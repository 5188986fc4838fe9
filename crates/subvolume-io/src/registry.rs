//! Extension-based dispatch to storage backends.
//!
//! A [`Registry`] maps file extensions to openers. It is constructed
//! explicitly and passed to whoever opens files; there is no global table.

use std::collections::HashMap;
use std::fmt;
use std::ops::{Deref, DerefMut};
use std::path::{Path, PathBuf};

use crate::container::{AccessMode, ChunkContainer, Container, NodeKind};
use crate::error::{Result, StorageError};
use crate::image_file::ImageFile;

/// Opens a container at a path.
pub type Opener = Box<dyn Fn(&Path, AccessMode) -> Result<Box<dyn Container>> + Send + Sync>;

/// Directory-based chunked formats.
pub const CHUNK_EXTENSIONS: &[&str] = &[".chunks", ".n5", ".zarr", ".zr"];

/// Image formats readable as a single dataset.
pub const IMAGE_EXTENSIONS: &[&str] = &[".png", ".jpg", ".jpeg"];

/// Table of openers keyed by lower-case extension (with the leading dot; the
/// empty string stands for paths without an extension).
///
/// The first opener registered for an extension wins; later registrations
/// for the same extension are ignored.
#[derive(Default)]
pub struct Registry {
    openers: HashMap<String, Opener>,
}

impl fmt::Debug for Registry {
    fn fmt(&self, f: &mut fmt::Formatter<'_>) -> fmt::Result {
        f.debug_struct("Registry")
            .field("extensions", &self.extensions())
            .finish()
    }
}

fn normalize_extension(ext: &str) -> String {
    let ext = ext.to_lowercase();
    if ext.is_empty() || ext.starts_with('.') {
        ext
    } else {
        format!(".{ext}")
    }
}

impl Registry {
    /// An empty registry.
    pub fn new() -> Self {
        Self::default()
    }

    /// A registry with the built-in backends: chunk containers for
    /// [`CHUNK_EXTENSIONS`] and image files for [`IMAGE_EXTENSIONS`].
    pub fn with_defaults() -> Self {
        let mut registry = Self::new();
        registry.register(CHUNK_EXTENSIONS, |path, mode| {
            Ok(Box::new(ChunkContainer::open(path, mode)?))
        });
        registry.register(IMAGE_EXTENSIONS, |path, mode| {
            Ok(Box::new(ImageFile::open(path, mode)?))
        });
        registry
    }

    /// Register `opener` for each of `extensions` not registered yet.
    ///
    /// Returns the number of extensions that were added.
    pub fn register<F>(&mut self, extensions: &[&str], opener: F) -> usize
    where
        F: Fn(&Path, AccessMode) -> Result<Box<dyn Container>> + Clone + Send + Sync + 'static,
    {
        let mut added = 0;
        for ext in extensions {
            let key = normalize_extension(ext);
            if self.openers.contains_key(&key) {
                tracing::debug!(extension = %key, "extension already registered, keeping first opener");
                continue;
            }
            self.openers.insert(key, Box::new(opener.clone()));
            added += 1;
        }
        added
    }

    /// Registered extensions, sorted.
    pub fn extensions(&self) -> Vec<&str> {
        let mut exts: Vec<&str> = self.openers.keys().map(String::as_str).collect();
        exts.sort_unstable();
        exts
    }

    /// True if a backend handles the extension of `path`.
    pub fn supports(&self, path: impl AsRef<Path>) -> bool {
        self.openers.contains_key(&extension_of(path.as_ref()))
    }

    /// Open `path` with the backend registered for its extension.
    ///
    /// # Errors
    ///
    /// `UnknownExtension` if no backend handles the extension, otherwise any
    /// error of the backend.
    pub fn open(&self, path: impl AsRef<Path>, mode: AccessMode) -> Result<OpenFile> {
        let path = path.as_ref();
        let extension = extension_of(path);
        let opener = self
            .openers
            .get(&extension)
            .ok_or_else(|| StorageError::UnknownExtension {
                extension: extension.clone(),
                path: path.to_path_buf(),
            })?;
        let container = opener(path, mode)?;
        tracing::debug!(path = %path.display(), %extension, ?mode, "opened file");
        Ok(OpenFile::new(container))
    }
}

fn extension_of(path: &Path) -> String {
    path.extension()
        .map(|e| normalize_extension(&e.to_string_lossy()))
        .unwrap_or_default()
}

/// A container that is released when the handle goes out of scope.
///
/// Dereferences to the underlying [`Container`]. Use [`OpenFile::close`] to
/// observe errors from releasing the backend; on drop they are only logged.
#[derive(Debug)]
pub struct OpenFile {
    inner: Box<dyn Container>,
    released: bool,
}

impl OpenFile {
    fn new(inner: Box<dyn Container>) -> Self {
        Self {
            inner,
            released: false,
        }
    }

    /// Whether `name` is a group or a dataset.
    pub fn kind(&self, name: &str) -> Result<NodeKind> {
        self.inner.node_kind(name)
    }

    pub fn path(&self) -> PathBuf {
        self.inner.path().to_path_buf()
    }

    /// Release the backend now and report any error.
    pub fn close(mut self) -> Result<()> {
        self.released = true;
        let result = self.inner.close();
        tracing::debug!(path = %self.inner.path().display(), "closed file");
        result
    }
}

impl Deref for OpenFile {
    type Target = dyn Container;

    fn deref(&self) -> &Self::Target {
        self.inner.as_ref()
    }
}

impl DerefMut for OpenFile {
    fn deref_mut(&mut self) -> &mut Self::Target {
        self.inner.as_mut()
    }
}

impl Drop for OpenFile {
    fn drop(&mut self) {
        if self.released {
            return;
        }
        self.released = true;
        match self.inner.close() {
            Ok(()) => tracing::debug!(path = %self.inner.path().display(), "released file"),
            Err(e) => tracing::warn!(path = %self.inner.path().display(), error = %e, "failed to release file"),
        }
    }
}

**AIM OF THE TASK:**
Which lines of the entries above contain the string "bool"? Copy each one.

**ANSWER SECTION:**
    pub fn supports(&self, path: impl AsRef<Path>) -> bool {
    released: bool,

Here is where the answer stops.